O mundo das ONGs é o da falência do Estado, mas também o da desilusão, do desencanto e do pragmatismo. É o contrário do encantamento da arte moderna, quando ainda se acreditava no impossível e no inominável, na potência libertária de uma individualidade autoral e irredutível. Este é o mundo do terceiro setor, onde já não é concebível nem revolução nem utopia. Não é à toa que o fotojornalismo tenha uma presença tão marcante nesta Bienal. Só resta fazer o que é possível, por menor que seja, com o patrocínio e o financiamento de empresas conscientes e filantrópicas. Da política, resta a retórica, o assistencialismo, a banalidade do consenso, o lugar-comum e as pequenas iniciativas, nem por isso menos louváveis. A política foi reduzida na prática ao que já a definia em tese: "a arte do possível". O problema começa quando se decide reduzir também a arte ao possível, sob o pretexto de que se trata de fazer política. A arte é o avesso do possível.

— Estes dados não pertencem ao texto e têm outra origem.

// Ultralytics 🚀 AGPL-3.0 License - https://ultralytics.com/license

//! Pose data model.
//!
//! A [`Pose`] is an ordered list of 17 [`Keypoint`]s following the COCO / PoseNet
//! keypoint schema. The index of each keypoint in the list is fixed by
//! [`KeypointPart::index`], so index 11/12 are the hips, 13/14 the knees and
//! 15/16 the ankles.

use std::fmt;

/// Number of keypoints in a full pose.
pub const NUM_KEYPOINTS: usize = 17;

/// Anatomical keypoint label, in estimator output order.
#[derive(Debug, Clone, Copy, PartialEq, Eq, Hash)]
pub enum KeypointPart {
    Nose,
    LeftEye,
    RightEye,
    LeftEar,
    RightEar,
    LeftShoulder,
    RightShoulder,
    LeftElbow,
    RightElbow,
    LeftWrist,
    RightWrist,
    LeftHip,
    RightHip,
    LeftKnee,
    RightKnee,
    LeftAnkle,
    RightAnkle,
}

impl KeypointPart {
    /// All parts, indexed by their position in a pose.
    pub const ALL: [Self; NUM_KEYPOINTS] = [
        Self::Nose,
        Self::LeftEye,
        Self::RightEye,
        Self::LeftEar,
        Self::RightEar,
        Self::LeftShoulder,
        Self::RightShoulder,
        Self::LeftElbow,
        Self::RightElbow,
        Self::LeftWrist,
        Self::RightWrist,
        Self::LeftHip,
        Self::RightHip,
        Self::LeftKnee,
        Self::RightKnee,
        Self::LeftAnkle,
        Self::RightAnkle,
    ];

    /// Position of this part in a pose.
    #[must_use]
    pub const fn index(self) -> usize {
        self as usize
    }

    /// Part at the given pose index, if any.
    #[must_use]
    pub fn from_index(index: usize) -> Option<Self> {
        Self::ALL.get(index).copied()
    }

    /// PoseNet part name (e.g. `leftHip`).
    #[must_use]
    pub const fn name(self) -> &'static str {
        match self {
            Self::Nose => "nose",
            Self::LeftEye => "leftEye",
            Self::RightEye => "rightEye",
            Self::LeftEar => "leftEar",
            Self::RightEar => "rightEar",
            Self::LeftShoulder => "leftShoulder",
            Self::RightShoulder => "rightShoulder",
            Self::LeftElbow => "leftElbow",
            Self::RightElbow => "rightElbow",
            Self::LeftWrist => "leftWrist",
            Self::RightWrist => "rightWrist",
            Self::LeftHip => "leftHip",
            Self::RightHip => "rightHip",
            Self::LeftKnee => "leftKnee",
            Self::RightKnee => "rightKnee",
            Self::LeftAnkle => "leftAnkle",
            Self::RightAnkle => "rightAnkle",
        }
    }
}

impl fmt::Display for KeypointPart {
    fn fmt(&self, f: &mut fmt::Formatter<'_>) -> fmt::Result {
        f.write_str(self.name())
    }
}

/// One tracked anatomical landmark.
#[derive(Debug, Clone, Copy, PartialEq)]
pub struct Keypoint {
    /// Anatomical label.
    pub part: KeypointPart,
    /// X coordinate in frame pixels.
    pub x: f32,
    /// Y coordinate in frame pixels.
    pub y: f32,
    /// Confidence score in [0, 1].
    pub confidence: f32,
}

impl Keypoint {
    /// Create a keypoint. The confidence is clamped to [0, 1]; NaN is kept as is.
    #[must_use]
    pub fn new(part: KeypointPart, x: f32, y: f32, confidence: f32) -> Self {
        Self {
            part,
            x,
            y,
            confidence: confidence.clamp(0.0, 1.0),
        }
    }

    /// Whether the position is finite and can be drawn.
    #[must_use]
    pub fn has_position(&self) -> bool {
        self.x.is_finite() && self.y.is_finite()
    }
}

/// Full set of keypoints for one person in one frame.
#[derive(Debug, Clone, PartialEq)]
pub struct Pose {
    keypoints: Vec<Keypoint>,
    /// Overall pose score reported by the estimator.
    pub score: f32,
}

impl Pose {
    /// Create a pose from keypoints in schema order.
    #[must_use]
    pub const fn new(keypoints: Vec<Keypoint>, score: f32) -> Self {
        Self { keypoints, score }
    }

    /// A full pose where every keypoint sits at the origin with zero confidence.
    #[must_use]
    pub fn empty() -> Self {
        let keypoints = KeypointPart::ALL
            .iter()
            .map(|&part| Keypoint::new(part, 0.0, 0.0, 0.0))
            .collect();
        Self::new(keypoints, 0.0)
    }

    /// Keypoints in schema order.
    #[must_use]
    pub fn keypoints(&self) -> &[Keypoint] {
        &self.keypoints
    }

    /// Look up a keypoint by part.
    ///
    /// Returns `None` if the slot is missing or holds a different part.
    #[must_use]
    pub fn get(&self, part: KeypointPart) -> Option<&Keypoint> {
        self.keypoints
            .get(part.index())
            .filter(|kpt| kpt.part == part)
    }

    /// Number of keypoints.
    #[must_use]
    pub fn len(&self) -> usize {
        self.keypoints.len()
    }

    /// Check if the pose holds no keypoints.
    #[must_use]
    pub fn is_empty(&self) -> bool {
        self.keypoints.is_empty()
    }

    /// Whether all 17 keypoints are present in schema order.
    #[must_use]
    pub fn is_complete(&self) -> bool {
        self.keypoints.len() == NUM_KEYPOINTS
            && self
                .keypoints
                .iter()
                .zip(KeypointPart::ALL)
                .all(|(kpt, part)| kpt.part == part)
    }
}
// Ultralytics 🚀 AGPL-3.0 License - https://ultralytics.com/license

use clap::{Args, Parser, Subcommand};

use crate::counter::CountMode;
use crate::detector::DEFAULT_SQUAT_THRESHOLD;
use crate::estimator::Architecture;
use crate::render::{DEFAULT_KEYPOINT_THRESHOLD, DEFAULT_SKELETON_THRESHOLD};

/// CLI arguments parser.
#[derive(Parser, Debug)]
#[command(author, version, about, long_about = None)]
#[command(propagate_version = true)]
#[command(after_help = r#"Run Options:
    --model, -m <MODEL>      Path to ONNX pose model [default: yolo11n-pose.onnx]
    --source, -s <SOURCE>    Input source (webcam index, video, URL, image, directory, or glob) [default: 0]
    --architecture <ARCH>    yolo-pose, mobilenet-v1 or resnet50 [default: yolo-pose]
    --interval-ms <MS>       Poll interval in milliseconds [default: 100]
    --squat-threshold <T>    Minimum hip/knee/ankle confidence for a squat [default: 0.5]
    --count-mode <MODE>      every-cycle or on-entry [default: every-cycle]
    --show                   Display the overlay and count in a window
    --save                   Save composed frames to runs/squat/count
    --verbose                Show verbose output

Examples:
    squat-counter run
    squat-counter run --source 0 --show
    squat-counter run -m yolo11n-pose.onnx -s workout.mp4 --save
    squat-counter run -m posenet.onnx --architecture mobilenet-v1 --output-stride 16 --input-width 320 --input-height 240 --multiplier 0.5 --scale 0.8
    squat-counter run -s frames/ --count-mode on-entry"#)]
pub struct Cli {
    #[command(subcommand)]
    /// Subcommand to execute.
    pub command: Commands,
}

/// Commands for the CLI.
#[derive(Subcommand, Debug)]
pub enum Commands {
    /// Count squats on a camera, video, stream or image sequence
    Run(RunArgs),
}

/// Arguments for the run command.
#[derive(Args, Debug)]
#[allow(clippy::struct_excessive_bools)]
pub struct RunArgs {
    /// Path to ONNX pose model file
    #[arg(short, long)]
    pub model: Option<String>,

    /// Input source (webcam index, video, URL, image, directory, or glob)
    #[arg(short, long, default_value = "0")]
    pub source: String,

    /// Pose network architecture
    #[arg(long, default_value_t = Architecture::YoloPose)]
    pub architecture: Architecture,

    /// Network output stride (PoseNet: 8, 16 or 32)
    #[arg(long)]
    pub output_stride: Option<u32>,

    /// Network input width before scaling
    #[arg(long)]
    pub input_width: Option<u32>,

    /// Network input height before scaling
    #[arg(long)]
    pub input_height: Option<u32>,

    /// `MobileNetV1` depth multiplier (0.5, 0.75 or 1.0)
    #[arg(long)]
    pub multiplier: Option<f32>,

    /// Input scale factor in (0, 1]
    #[arg(long)]
    pub scale: Option<f32>,

    /// ONNX Runtime intra-op threads (0 = automatic)
    #[arg(long, default_value_t = 0)]
    pub threads: usize,

    /// Poll interval in milliseconds
    #[arg(long, default_value_t = 100)]
    pub interval_ms: u64,

    /// Minimum hip/knee/ankle confidence for a squat
    #[arg(long, default_value_t = DEFAULT_SQUAT_THRESHOLD)]
    pub squat_threshold: f32,

    /// Minimum confidence for drawing a keypoint
    #[arg(long, default_value_t = DEFAULT_KEYPOINT_THRESHOLD)]
    pub keypoint_threshold: f32,

    /// Minimum confidence of both ends for drawing a skeleton segment
    #[arg(long, default_value_t = DEFAULT_SKELETON_THRESHOLD)]
    pub skeleton_threshold: f32,

    /// When a squat detection adds to the count (every-cycle, on-entry)
    #[arg(long, default_value_t = CountMode::EveryCycle)]
    pub count_mode: CountMode,

    /// Display the overlay and count in a window
    #[arg(long, default_value_t = false)]
    pub show: bool,

    /// Save composed frames to runs/squat/count
    #[arg(long, default_value_t = false)]
    pub save: bool,

    /// Show verbose output
    #[arg(long, default_value_t = true, action = clap::ArgAction::Set)]
    pub verbose: bool,
}

#[cfg(test)]
mod tests {
    use super::*;

    #[test]
    fn verify_cli() {
        use clap::CommandFactory;
        Cli::command().debug_assert();
    }

    #[test]
    fn test_run_args_defaults() {
        let args = Cli::parse_from(["app", "run"]);
        let Commands::Run(run) = args.command;
        assert!(run.model.is_none());
        assert_eq!(run.source, "0");
        assert_eq!(run.architecture, Architecture::YoloPose);
        assert_eq!(run.interval_ms, 100);
        assert!((run.squat_threshold - 0.5).abs() < f32::EPSILON);
        assert!((run.keypoint_threshold - 0.6).abs() < f32::EPSILON);
        assert!((run.skeleton_threshold - 0.7).abs() < f32::EPSILON);
        assert_eq!(run.count_mode, CountMode::EveryCycle);
        assert!(run.output_stride.is_none());
        assert!(!run.show);
        assert!(!run.save);
        assert!(run.verbose);
    }

    #[test]
    fn test_run_args_custom() {
        let args = Cli::parse_from([
            "app",
            "run",
            "-m",
            "posenet.onnx",
            "-s",
            "clip.mp4",
            "--architecture",
            "mobilenet-v1",
            "--output-stride",
            "16",
            "--scale",
            "0.8",
            "--count-mode",
            "on-entry",
            "--interval-ms",
            "50",
            "--verbose",
            "false",
        ]);
        let Commands::Run(run) = args.command;
        assert_eq!(run.model.as_deref(), Some("posenet.onnx"));
        assert_eq!(run.source, "clip.mp4");
        assert_eq!(run.architecture, Architecture::MobileNetV1);
        assert_eq!(run.output_stride, Some(16));
        assert_eq!(run.scale, Some(0.8));
        assert_eq!(run.count_mode, CountMode::OnEntry);
        assert_eq!(run.interval_ms, 50);
        assert!(!run.verbose);
    }

    #[test]
    fn test_invalid_architecture_rejected() {
        let result = Cli::try_parse_from(["app", "run", "--architecture", "vgg16"]);
        assert!(result.is_err());
    }
}
// Ultralytics 🚀 AGPL-3.0 License - https://ultralytics.com/license

//! Error types for the squat counter.

use std::fmt;

/// Result type alias for squat counter operations.
pub type Result<T> = std::result::Result<T, SquatError>;

/// Main error type for the squat counter.
#[derive(Debug)]
pub enum SquatError {
    /// Error loading the pose estimation model.
    ModelLoadError(String),
    /// Error during pose inference.
    InferenceError(String),
    /// Error processing images.
    ImageError(String),
    /// Invalid configuration provided.
    ConfigError(String),
    /// Wrapped `std::io::Error`.
    Io(std::io::Error),
    /// The pose lacks keypoints required for squat detection.
    IncompletePose(String),
    /// Frame source could not be opened or read.
    SourceError(String),
    /// Video/stream decoding error.
    VideoError(String),
    /// Preview window error.
    VisualizerError(String),
    /// Poller thread failure.
    PollerError(String),
    /// Feature not enabled.
    FeatureNotEnabled(String),
}

impl fmt::Display for SquatError {
    fn fmt(&self, f: &mut fmt::Formatter<'_>) -> fmt::Result {
        match self {
            Self::ModelLoadError(msg) => write!(f, "Model load error: {msg}"),
            Self::InferenceError(msg) => write!(f, "Inference error: {msg}"),
            Self::ImageError(msg) => write!(f, "Image error: {msg}"),
            Self::ConfigError(msg) => write!(f, "Config error: {msg}"),
            Self::Io(err) => write!(f, "IO error: {err}"),
            Self::IncompletePose(msg) => write!(f, "Incomplete pose: {msg}"),
            Self::SourceError(msg) => write!(f, "Source error: {msg}"),
            Self::VideoError(msg) => write!(f, "Video error: {msg}"),
            Self::VisualizerError(msg) => write!(f, "Visualizer error: {msg}"),
            Self::PollerError(msg) => write!(f, "Poller error: {msg}"),
            Self::FeatureNotEnabled(msg) => write!(f, "Feature not enabled: {msg}"),
        }
    }
}

impl std::error::Error for SquatError {
    fn source(&self) -> Option<&(dyn std::error::Error + 'static)> {
        match self {
            Self::Io(err) => Some(err),
            _ => None,
        }
    }
}

impl From<std::io::Error> for SquatError {
    fn from(err: std::io::Error) -> Self {
        Self::Io(err)
    }
}

impl From<image::ImageError> for SquatError {
    fn from(err: image::ImageError) -> Self {
        Self::ImageError(err.to_string())
    }
}
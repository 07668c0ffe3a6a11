// Ultralytics 🚀 AGPL-3.0 License - https://ultralytics.com/license

use image::{Rgb, Rgba};

/// Color type for visualization.
#[derive(Debug, Clone, Copy, PartialEq, Eq)]
pub struct Color(pub u8, pub u8, pub u8);

impl Color {
    /// White color.
    pub const WHITE: Self = Self(255, 255, 255);
    /// Black color.
    pub const BLACK: Self = Self(0, 0, 0);

    /// Create a new color from RGB values.
    #[must_use]
    pub const fn new(r: u8, g: u8, b: u8) -> Self {
        Self(r, g, b)
    }

    /// Get a color from the pose palette by index.
    #[must_use]
    pub const fn from_pose_index(index: usize) -> Self {
        let color = POSE_COLORS[index % POSE_COLORS.len()];
        Self(color[0], color[1], color[2])
    }

    /// Opaque RGB pixel.
    #[must_use]
    pub const fn to_rgb(self) -> Rgb<u8> {
        Rgb([self.0, self.1, self.2])
    }

    /// RGBA pixel with the given alpha.
    #[must_use]
    pub const fn to_rgba(self, alpha: u8) -> Rgba<u8> {
        Rgba([self.0, self.1, self.2, alpha])
    }

    /// Packed `0x00RRGGBB`, the window buffer format.
    #[must_use]
    pub const fn to_u32(self) -> u32 {
        ((self.0 as u32) << 16) | ((self.1 as u32) << 8) | self.2 as u32
    }
}

/// Ultralytics Pose Color Palette
pub const POSE_COLORS: [[u8; 3]; 20] = [
    [255, 128, 0],   // #ff8000
    [255, 153, 51],  // #ff9933
    [255, 178, 102], // #ffb266
    [230, 230, 0],   // #e6e600
    [255, 153, 255], // #ff99ff
    [153, 204, 255], // #99ccff
    [255, 102, 255], // #ff66ff
    [255, 51, 255],  // #ff33ff
    [102, 178, 255], // #66b2ff
    [51, 153, 255],  // #3399ff
    [255, 153, 153], // #ff9999
    [255, 102, 102], // #ff6666
    [255, 51, 51],   // #ff3333
    [153, 255, 153], // #99ff99
    [102, 255, 102], // #66ff66
    [51, 255, 51],   // #33ff33
    [0, 255, 0],     // #00ff00
    [0, 0, 255],     // #0000ff
    [255, 0, 0],     // #ff0000
    [255, 255, 255], // #ffffff
];
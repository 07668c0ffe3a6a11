// Ultralytics 🚀 AGPL-3.0 License - https://ultralytics.com/license

//! Squat counter state.

use std::fmt;
use std::str::FromStr;

/// When a squat detection increments the counter.
#[derive(Debug, Clone, Copy, PartialEq, Eq, Default)]
pub enum CountMode {
    /// Every cycle whose detection is a squat adds one. A squat held across
    /// several cycles is counted several times.
    #[default]
    EveryCycle,
    /// Only a cycle that enters the squat (previous completed cycle was not a
    /// squat) adds one.
    OnEntry,
}

impl CountMode {
    /// CLI spelling of the mode.
    #[must_use]
    pub const fn as_str(&self) -> &'static str {
        match self {
            Self::EveryCycle => "every-cycle",
            Self::OnEntry => "on-entry",
        }
    }
}

impl fmt::Display for CountMode {
    fn fmt(&self, f: &mut fmt::Formatter<'_>) -> fmt::Result {
        f.write_str(self.as_str())
    }
}

impl FromStr for CountMode {
    type Err = String;

    fn from_str(s: &str) -> Result<Self, Self::Err> {
        match s.to_lowercase().as_str() {
            "every-cycle" | "every" | "level" => Ok(Self::EveryCycle),
            "on-entry" | "entry" | "edge" => Ok(Self::OnEntry),
            _ => Err(format!(
                "invalid count mode '{s}', expected one of: every-cycle, on-entry"
            )),
        }
    }
}

/// Monotonic squat counter.
#[derive(Debug, Clone, Default)]
pub struct SquatCounter {
    value: u64,
    mode: CountMode,
    was_squatting: bool,
}

impl SquatCounter {
    /// Create a counter at zero.
    #[must_use]
    pub const fn new(mode: CountMode) -> Self {
        Self {
            value: 0,
            mode,
            was_squatting: false,
        }
    }

    /// Add one.
    pub const fn increment(&mut self) {
        self.value = self.value.saturating_add(1);
    }

    /// Current count.
    #[must_use]
    pub const fn value(&self) -> u64 {
        self.value
    }

    /// Counting mode.
    #[must_use]
    pub const fn mode(&self) -> CountMode {
        self.mode
    }

    /// Feed one completed cycle's detection. Returns whether it was counted.
    pub const fn observe(&mut self, is_squat: bool) -> bool {
        let counted = match self.mode {
            CountMode::EveryCycle => is_squat,
            CountMode::OnEntry => is_squat && !self.was_squatting,
        };
        self.was_squatting = is_squat;
        if counted {
            self.increment();
        }
        counted
    }
}
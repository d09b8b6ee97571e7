//! Local mirror of the weapons collection.
//!
//! The mirror is a disposable cache: the remote store is always the source
//! of truth. It only ever changes by swapping the whole sequence, so a
//! reader sees either the previous snapshot or the next one, never a mix.

use std::sync::atomic::{AtomicU64, Ordering};
use std::sync::Arc;

use parking_lot::RwLock;

use crate::record::Item;

/// In-memory copy of the last known weapons snapshot.
#[derive(Debug, Default)]
pub struct LocalMirror {
    items: RwLock<Arc<Vec<Item>>>,
    generation: AtomicU64,
}

impl LocalMirror {
    pub fn new() -> Self {
        Self::default()
    }

    pub fn shared() -> Arc<Self> {
        Arc::new(Self::new())
    }

    /// Atomically replace the whole sequence.
    pub fn replace_all(&self, items: Vec<Item>) {
        let mut guard = self.items.write();
        *guard = Arc::new(items);
        let generation = self.generation.fetch_add(1, Ordering::SeqCst) + 1;
        tracing::trace!(generation, len = guard.len(), "mirror replaced");
    }

    /// Current contents, without remote I/O.
    pub fn snapshot(&self) -> Arc<Vec<Item>> {
        self.items.read().clone()
    }

    pub fn clear(&self) {
        self.replace_all(Vec::new());
    }

    /// Number of swaps so far.
    pub fn generation(&self) -> u64 {
        self.generation.load(Ordering::SeqCst)
    }

    pub fn len(&self) -> usize {
        self.items.read().len()
    }

    pub fn is_empty(&self) -> bool {
        self.items.read().is_empty()
    }
}

#[cfg(test)]
mod tests {
    use super::*;
    use crate::record::{ItemDraft, MoneyType};
    use proptest::prelude::*;

    fn item(id: &str, qty: u32) -> Item {
        ItemDraft::new(format!("item-{id}"), 1.0, 2.0, qty, MoneyType::Clean)
            .into_item(id.to_string(), 0)
    }

    #[test]
    fn starts_empty() {
        let mirror = LocalMirror::new();
        assert!(mirror.is_empty());
        assert_eq!(mirror.generation(), 0);
    }

    #[test]
    fn replace_discards_previous_entries() {
        let mirror = LocalMirror::new();
        mirror.replace_all(vec![item("a", 1), item("b", 2)]);
        mirror.replace_all(vec![item("c", 3)]);

        let snapshot = mirror.snapshot();
        assert_eq!(snapshot.len(), 1);
        assert_eq!(snapshot[0].id, "c");
        assert_eq!(mirror.generation(), 2);
    }

    #[test]
    fn old_snapshots_stay_intact() {
        let mirror = LocalMirror::new();
        mirror.replace_all(vec![item("a", 1)]);
        let before = mirror.snapshot();
        mirror.clear();
        assert_eq!(before.len(), 1);
        assert!(mirror.is_empty());
    }

    proptest! {
        #[test]
        fn snapshot_equals_last_replacement(
            batches in prop::collection::vec(
                prop::collection::vec(("[a-z]{1,6}", 0u32..50), 0..8),
                1..10,
            )
        ) {
            let mirror = LocalMirror::new();
            let mut last = Vec::new();
            for batch in &batches {
                last = batch.iter().map(|(id, qty)| item(id, *qty)).collect::<Vec<_>>();
                mirror.replace_all(last.clone());
            }
            let snapshot = mirror.snapshot();
            prop_assert_eq!(snapshot.as_ref(), &last);
            prop_assert_eq!(mirror.generation(), batches.len() as u64);
        }
    }
}
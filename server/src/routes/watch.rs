//! WebSocket route for topic watches.

use axum::{
    extract::{State, WebSocketUpgrade},
    response::Response,
    routing::get,
    Router,
};

use crate::auth::StoreAccess;
use crate::handlers::handle_watch_connection;
use crate::AppState;

/// Create watch routes.
pub fn routes() -> Router<AppState> {
    Router::new().route("/v1/watch", get(watch_handler))
}

/// GET /v1/watch - Upgrade to a multiplexed watch socket.
async fn watch_handler(
    ws: WebSocketUpgrade,
    State(state): State<AppState>,
    access: StoreAccess,
) -> Response {
    let store = state.store.clone();
    let conn_manager = state.conn_manager.clone();
    ws.on_upgrade(move |socket| {
        handle_watch_connection(socket, store, conn_manager, access.label().to_string())
    })
}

É claro que há uma contradição fundamental entre arte política e mercado. O problema se acirrou no capitalismo tardio com as proporções assumidas pelo mercado de arte num mundo de desigualdades estarrecedoras. A rigor, a arte como forma de resistir e contrariar não poderia estar atrelada e submissa ao mercado. Seria hipocrisia, porém, dizer que os artistas expostos na Bienal, por mais políticos que se proclamem, estejam fora do mercado. Jogando a favor do vento, a curadoria da mostra (mas não só ela, já que a idéia está no ar) resolveu a contradição de um modo curioso: como não pode eliminar o mercado no qual a própria Bienal está inserida, optou por abolir o artista e a arte, sob o espírito das ONGs, substituindo o valor da individualidade autoral pela ação comunitária e o bem comum. Como me disse um artista: se viver junto é isso, me deixem sozinho. De fato, se a arte ainda for um ato de resistência, esse é o primeiro passo político para quem quiser ser artista: contrariar o rebanho e a norma em nome da radicalidade perdida e inesperada do indivíduo.